=== Task instructions ===
Please return every line of the records below that holds the word "pool".

=== Source information ===

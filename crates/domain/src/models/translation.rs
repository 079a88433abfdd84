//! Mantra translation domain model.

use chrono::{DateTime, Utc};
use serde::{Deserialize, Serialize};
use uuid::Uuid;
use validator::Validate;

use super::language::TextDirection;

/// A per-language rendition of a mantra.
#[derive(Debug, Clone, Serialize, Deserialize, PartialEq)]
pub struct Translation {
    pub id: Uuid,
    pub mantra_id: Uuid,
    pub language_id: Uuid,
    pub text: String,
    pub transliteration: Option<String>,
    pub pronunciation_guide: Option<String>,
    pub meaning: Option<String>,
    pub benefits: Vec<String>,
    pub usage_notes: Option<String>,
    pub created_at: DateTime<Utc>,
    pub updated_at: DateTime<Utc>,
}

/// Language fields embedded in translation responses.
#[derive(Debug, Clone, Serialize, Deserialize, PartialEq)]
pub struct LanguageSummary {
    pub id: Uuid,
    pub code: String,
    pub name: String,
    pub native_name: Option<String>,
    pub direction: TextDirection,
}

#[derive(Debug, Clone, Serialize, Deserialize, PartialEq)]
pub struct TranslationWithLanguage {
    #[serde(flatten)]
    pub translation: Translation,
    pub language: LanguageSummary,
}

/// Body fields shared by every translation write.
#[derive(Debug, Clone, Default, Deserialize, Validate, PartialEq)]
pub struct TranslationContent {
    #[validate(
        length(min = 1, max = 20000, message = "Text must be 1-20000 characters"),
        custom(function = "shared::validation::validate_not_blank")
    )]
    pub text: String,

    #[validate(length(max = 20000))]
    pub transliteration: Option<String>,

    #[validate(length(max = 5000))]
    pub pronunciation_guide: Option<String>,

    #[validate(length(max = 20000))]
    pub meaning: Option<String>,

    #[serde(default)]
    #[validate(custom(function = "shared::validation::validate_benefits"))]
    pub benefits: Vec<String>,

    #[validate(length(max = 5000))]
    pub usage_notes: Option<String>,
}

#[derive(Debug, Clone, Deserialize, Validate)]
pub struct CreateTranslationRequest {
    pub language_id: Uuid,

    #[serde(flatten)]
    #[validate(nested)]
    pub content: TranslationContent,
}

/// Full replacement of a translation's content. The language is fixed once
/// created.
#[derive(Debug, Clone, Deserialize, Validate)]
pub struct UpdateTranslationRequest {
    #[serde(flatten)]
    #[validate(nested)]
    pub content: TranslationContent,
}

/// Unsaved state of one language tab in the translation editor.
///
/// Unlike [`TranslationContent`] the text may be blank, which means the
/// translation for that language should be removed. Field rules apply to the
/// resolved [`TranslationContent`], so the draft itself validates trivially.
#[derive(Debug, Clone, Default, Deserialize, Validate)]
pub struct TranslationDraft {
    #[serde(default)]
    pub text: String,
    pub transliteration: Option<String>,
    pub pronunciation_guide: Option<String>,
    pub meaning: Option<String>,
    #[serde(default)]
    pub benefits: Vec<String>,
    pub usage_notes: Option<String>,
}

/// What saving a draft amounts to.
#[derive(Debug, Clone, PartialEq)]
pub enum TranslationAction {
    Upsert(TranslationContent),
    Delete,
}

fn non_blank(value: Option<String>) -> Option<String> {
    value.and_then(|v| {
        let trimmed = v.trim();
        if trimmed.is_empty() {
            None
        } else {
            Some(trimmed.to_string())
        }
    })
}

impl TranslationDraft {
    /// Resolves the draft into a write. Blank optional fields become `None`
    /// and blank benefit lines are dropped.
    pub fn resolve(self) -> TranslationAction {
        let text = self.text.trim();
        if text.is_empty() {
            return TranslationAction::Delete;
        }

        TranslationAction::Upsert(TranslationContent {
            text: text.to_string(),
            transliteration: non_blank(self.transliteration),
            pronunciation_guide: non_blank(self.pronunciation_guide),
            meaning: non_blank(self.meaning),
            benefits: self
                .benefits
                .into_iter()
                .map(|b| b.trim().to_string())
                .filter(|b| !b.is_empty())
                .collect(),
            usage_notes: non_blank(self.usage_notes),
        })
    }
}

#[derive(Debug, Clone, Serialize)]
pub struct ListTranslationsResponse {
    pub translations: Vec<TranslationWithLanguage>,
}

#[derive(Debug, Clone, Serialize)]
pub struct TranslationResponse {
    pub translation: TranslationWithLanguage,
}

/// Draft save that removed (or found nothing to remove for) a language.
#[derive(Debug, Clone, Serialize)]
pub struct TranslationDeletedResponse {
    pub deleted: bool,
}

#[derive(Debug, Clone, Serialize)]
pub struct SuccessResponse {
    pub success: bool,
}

* * *

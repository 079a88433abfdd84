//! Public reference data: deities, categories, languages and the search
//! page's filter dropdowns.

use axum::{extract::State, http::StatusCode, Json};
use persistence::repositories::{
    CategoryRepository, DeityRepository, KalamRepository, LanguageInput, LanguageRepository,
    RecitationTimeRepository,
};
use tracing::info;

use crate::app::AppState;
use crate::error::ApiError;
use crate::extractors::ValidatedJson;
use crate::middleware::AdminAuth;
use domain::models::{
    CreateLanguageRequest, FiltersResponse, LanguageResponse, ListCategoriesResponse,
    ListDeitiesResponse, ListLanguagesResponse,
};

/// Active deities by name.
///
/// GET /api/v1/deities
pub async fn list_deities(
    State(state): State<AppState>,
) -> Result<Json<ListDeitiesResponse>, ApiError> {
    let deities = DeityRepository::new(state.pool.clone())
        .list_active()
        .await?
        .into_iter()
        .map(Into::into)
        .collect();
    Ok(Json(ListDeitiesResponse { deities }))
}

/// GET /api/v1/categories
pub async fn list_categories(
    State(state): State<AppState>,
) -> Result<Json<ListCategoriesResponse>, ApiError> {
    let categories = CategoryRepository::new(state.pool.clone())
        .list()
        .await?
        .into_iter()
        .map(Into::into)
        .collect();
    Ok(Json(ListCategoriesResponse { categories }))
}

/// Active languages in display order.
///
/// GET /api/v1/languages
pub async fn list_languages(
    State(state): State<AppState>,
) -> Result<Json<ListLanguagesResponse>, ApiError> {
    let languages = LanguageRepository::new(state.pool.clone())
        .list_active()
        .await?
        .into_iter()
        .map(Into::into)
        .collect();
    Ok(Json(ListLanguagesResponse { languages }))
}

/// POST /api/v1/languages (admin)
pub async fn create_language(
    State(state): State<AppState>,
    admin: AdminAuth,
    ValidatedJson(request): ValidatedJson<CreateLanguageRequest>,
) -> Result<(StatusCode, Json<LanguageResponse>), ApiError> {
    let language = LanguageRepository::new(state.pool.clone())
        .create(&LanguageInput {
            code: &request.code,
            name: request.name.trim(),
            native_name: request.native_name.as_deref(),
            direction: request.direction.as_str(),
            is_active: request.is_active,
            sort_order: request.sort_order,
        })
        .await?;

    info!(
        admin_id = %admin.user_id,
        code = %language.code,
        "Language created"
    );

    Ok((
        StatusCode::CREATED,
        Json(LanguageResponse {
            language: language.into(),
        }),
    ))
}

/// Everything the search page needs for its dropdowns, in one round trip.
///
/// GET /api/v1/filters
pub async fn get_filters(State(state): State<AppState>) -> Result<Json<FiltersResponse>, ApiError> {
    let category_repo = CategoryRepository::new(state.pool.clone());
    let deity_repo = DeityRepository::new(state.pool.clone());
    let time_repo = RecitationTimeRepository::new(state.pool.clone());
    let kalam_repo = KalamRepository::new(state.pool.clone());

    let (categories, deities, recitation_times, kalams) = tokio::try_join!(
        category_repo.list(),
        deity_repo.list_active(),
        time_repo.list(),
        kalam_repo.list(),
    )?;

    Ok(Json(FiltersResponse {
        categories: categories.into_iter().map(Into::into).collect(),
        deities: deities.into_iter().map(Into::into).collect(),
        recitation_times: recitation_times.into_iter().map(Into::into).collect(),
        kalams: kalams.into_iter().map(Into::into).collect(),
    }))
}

* * *

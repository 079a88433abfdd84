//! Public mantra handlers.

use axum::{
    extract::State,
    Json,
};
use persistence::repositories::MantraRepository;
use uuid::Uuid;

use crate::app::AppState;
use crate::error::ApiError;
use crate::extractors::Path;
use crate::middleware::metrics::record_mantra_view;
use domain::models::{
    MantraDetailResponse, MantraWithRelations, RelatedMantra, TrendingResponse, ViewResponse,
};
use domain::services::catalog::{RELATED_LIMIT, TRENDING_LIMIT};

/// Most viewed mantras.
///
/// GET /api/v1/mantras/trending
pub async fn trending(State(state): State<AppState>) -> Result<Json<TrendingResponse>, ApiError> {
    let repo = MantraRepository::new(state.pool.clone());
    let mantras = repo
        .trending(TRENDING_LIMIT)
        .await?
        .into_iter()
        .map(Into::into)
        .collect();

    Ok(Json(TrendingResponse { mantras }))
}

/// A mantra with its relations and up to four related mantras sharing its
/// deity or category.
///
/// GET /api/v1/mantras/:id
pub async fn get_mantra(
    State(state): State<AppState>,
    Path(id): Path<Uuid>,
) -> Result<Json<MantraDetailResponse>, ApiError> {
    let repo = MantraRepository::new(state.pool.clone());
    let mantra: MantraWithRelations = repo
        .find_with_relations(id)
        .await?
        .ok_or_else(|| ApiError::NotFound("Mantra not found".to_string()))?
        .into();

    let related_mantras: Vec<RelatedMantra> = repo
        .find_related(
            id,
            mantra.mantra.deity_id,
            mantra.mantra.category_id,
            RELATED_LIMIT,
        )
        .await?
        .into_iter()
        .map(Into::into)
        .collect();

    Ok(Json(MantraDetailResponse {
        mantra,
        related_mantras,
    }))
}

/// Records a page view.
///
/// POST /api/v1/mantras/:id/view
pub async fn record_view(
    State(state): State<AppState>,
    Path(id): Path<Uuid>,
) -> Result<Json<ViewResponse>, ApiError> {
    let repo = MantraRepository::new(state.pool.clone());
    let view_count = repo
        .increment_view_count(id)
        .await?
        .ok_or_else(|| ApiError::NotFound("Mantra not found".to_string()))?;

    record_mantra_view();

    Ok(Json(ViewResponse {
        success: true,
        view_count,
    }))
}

=== Response to this exercise ===
    let deities = DeityRepository::new(state.pool.clone())
    let categories = CategoryRepository::new(state.pool.clone())
    let languages = LanguageRepository::new(state.pool.clone())
    let language = LanguageRepository::new(state.pool.clone())
    let category_repo = CategoryRepository::new(state.pool.clone());
    let deity_repo = DeityRepository::new(state.pool.clone());
    let time_repo = RecitationTimeRepository::new(state.pool.clone());
    let kalam_repo = KalamRepository::new(state.pool.clone());
    let repo = MantraRepository::new(state.pool.clone());
    let repo = MantraRepository::new(state.pool.clone());
    let repo = MantraRepository::new(state.pool.clone());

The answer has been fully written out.